Both cores were split with intervals of 10 cm for geochemical studies. From our data on sedimentation rates in the areas studied (see above), the 10-cm interval is equivalent approximately to 4–5 ka.
It should be noticed that there are some features of similarity and difference in the cores studied. Both sediment sequences cover six marine isotope stage (MIS). The relatively low sedimentation rates in the cores from the Snorri and Gloria Drifts are related to the average rates in the open Atlantic. It has been established that the average sedimentation rates for pelagites of biogenic (coccolith–foraminifera) origin are about 0.2–4 cm/kyr [35,36]. Both cores are composed of fine-grained material of aleuropelite and pelite grain size fraction. Sand layers, which were more often observed in the AI-3378 core, are mainly related to foraminiferal shells of sand dimension. The difference is that the IRD contents are as much as twice higher in the Snorri Drift core, which is located northward to the Gloria Drift, whereas the IRD maximum reaches 5386 lithic grains/g.

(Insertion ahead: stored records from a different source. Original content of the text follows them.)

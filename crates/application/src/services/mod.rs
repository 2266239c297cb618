pub mod record_encoder;
pub mod reply;
pub mod routing_table;

pub use record_encoder::{encode_record, parse_name};
pub use reply::{error_reply, reply_to, single_question, SERVER_UDP_PAYLOAD};
pub use routing_table::{RoutingTable, ServerList};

However, in the latter, the IRD peaks are more pronounced, and the sand fraction is represented by IRD and foraminiferal tests [15]. In the case of the more northernly core from the Snorri Drift, IRD varied from 258 to 5386 lithic grains/g; in the case of the more southernly core from the Gloria Drift, IRD varied from 0 to 2567 lithic grains/g. [15,20,34,37]. The IRD counts in the northern part (above 55° N) of North Atlantic vary from 6.2 to 4446 lithic grains/g (SU90-24 core, [37]), while in the more southernly area (between 50 and 40° N), the IRD counts vary from <10 to 2212 (AI3646 core, [20]). Therefore, these data generally correspond to the earlier publications [15,20,34,37] and reflect an increase of the IRD abundance northward, i.e. while approximating the glaciers.

3. Materials and Methods

3.1. Stable Oxygen Isotope, IRD, TOC, and SiO2am Analysis

Stratigraphic subdivision of the AI-3378 and AMK-4493 cores was performed using data on the calcium carbonate, stable oxygen isotope (δ18O), and IRD records [20,34]. For details, see Table S1 in Supplementary Materials.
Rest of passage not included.